# Task description
Reproduce the records exactly through the line with "or an in-process".

# Extracted information
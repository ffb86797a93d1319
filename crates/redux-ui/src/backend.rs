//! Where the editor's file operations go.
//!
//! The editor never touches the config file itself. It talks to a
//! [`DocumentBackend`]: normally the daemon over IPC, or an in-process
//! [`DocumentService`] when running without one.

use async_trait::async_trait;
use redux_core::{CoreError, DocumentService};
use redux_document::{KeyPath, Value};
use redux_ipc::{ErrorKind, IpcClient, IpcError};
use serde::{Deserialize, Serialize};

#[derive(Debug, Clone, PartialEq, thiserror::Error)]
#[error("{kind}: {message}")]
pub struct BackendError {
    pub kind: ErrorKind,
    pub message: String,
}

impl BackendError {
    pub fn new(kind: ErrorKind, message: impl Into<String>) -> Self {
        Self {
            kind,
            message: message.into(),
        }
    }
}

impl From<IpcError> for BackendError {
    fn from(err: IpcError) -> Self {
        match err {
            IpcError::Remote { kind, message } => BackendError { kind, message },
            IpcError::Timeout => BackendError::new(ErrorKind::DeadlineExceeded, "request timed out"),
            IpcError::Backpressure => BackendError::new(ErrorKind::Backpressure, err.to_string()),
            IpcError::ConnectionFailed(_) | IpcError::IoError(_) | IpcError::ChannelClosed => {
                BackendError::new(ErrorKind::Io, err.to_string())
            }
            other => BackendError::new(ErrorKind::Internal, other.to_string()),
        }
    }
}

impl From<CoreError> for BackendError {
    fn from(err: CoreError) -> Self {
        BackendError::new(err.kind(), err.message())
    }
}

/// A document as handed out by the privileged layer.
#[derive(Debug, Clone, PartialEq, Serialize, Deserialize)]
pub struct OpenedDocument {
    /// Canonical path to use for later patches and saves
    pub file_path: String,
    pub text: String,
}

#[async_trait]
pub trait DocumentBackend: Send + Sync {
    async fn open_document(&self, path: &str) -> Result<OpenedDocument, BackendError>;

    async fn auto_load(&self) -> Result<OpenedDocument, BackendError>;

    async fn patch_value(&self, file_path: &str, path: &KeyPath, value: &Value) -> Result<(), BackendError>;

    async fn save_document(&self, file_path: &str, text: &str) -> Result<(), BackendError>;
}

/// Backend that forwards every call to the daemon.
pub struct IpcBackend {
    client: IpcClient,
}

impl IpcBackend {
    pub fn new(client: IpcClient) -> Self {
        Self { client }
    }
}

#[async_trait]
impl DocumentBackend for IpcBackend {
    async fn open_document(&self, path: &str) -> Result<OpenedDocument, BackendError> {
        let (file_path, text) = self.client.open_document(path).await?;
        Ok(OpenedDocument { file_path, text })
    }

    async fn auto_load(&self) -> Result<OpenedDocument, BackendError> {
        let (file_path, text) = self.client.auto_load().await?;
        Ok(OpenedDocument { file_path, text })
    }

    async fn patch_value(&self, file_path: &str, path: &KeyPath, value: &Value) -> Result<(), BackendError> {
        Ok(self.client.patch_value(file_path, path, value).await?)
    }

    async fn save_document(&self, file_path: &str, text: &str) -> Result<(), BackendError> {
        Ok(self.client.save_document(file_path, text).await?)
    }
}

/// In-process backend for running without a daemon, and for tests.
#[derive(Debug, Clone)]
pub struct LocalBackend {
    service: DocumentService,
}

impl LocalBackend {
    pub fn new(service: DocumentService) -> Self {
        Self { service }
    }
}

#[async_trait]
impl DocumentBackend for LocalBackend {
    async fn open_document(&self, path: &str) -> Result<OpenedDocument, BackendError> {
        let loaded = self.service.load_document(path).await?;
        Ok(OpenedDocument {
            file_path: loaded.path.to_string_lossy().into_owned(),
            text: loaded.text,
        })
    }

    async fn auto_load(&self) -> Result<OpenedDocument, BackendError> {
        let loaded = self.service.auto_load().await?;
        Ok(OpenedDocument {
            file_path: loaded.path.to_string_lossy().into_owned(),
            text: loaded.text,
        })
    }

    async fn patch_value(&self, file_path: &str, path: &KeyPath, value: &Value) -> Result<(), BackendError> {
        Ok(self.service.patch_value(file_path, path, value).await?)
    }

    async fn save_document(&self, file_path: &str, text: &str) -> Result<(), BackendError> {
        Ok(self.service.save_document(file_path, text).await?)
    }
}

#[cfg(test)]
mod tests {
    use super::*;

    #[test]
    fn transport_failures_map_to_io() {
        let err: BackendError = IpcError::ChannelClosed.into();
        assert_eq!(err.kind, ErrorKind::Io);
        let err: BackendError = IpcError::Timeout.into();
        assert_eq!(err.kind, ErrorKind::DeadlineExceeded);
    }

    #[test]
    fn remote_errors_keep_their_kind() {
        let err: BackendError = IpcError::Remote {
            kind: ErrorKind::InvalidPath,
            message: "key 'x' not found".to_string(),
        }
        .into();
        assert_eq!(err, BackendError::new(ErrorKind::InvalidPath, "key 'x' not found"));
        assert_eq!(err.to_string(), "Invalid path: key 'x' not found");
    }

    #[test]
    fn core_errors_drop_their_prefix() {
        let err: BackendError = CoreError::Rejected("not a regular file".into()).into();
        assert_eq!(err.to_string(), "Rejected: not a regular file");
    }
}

# Task result
repository ffb86797a93d1319
filename crates/redux-ui/src/backend.rs
//! Where the editor's file operations go.
//!
//! The editor never touches the config file itself. It talks to a
//! [`DocumentBackend`]: normally the daemon over IPC, or an in-process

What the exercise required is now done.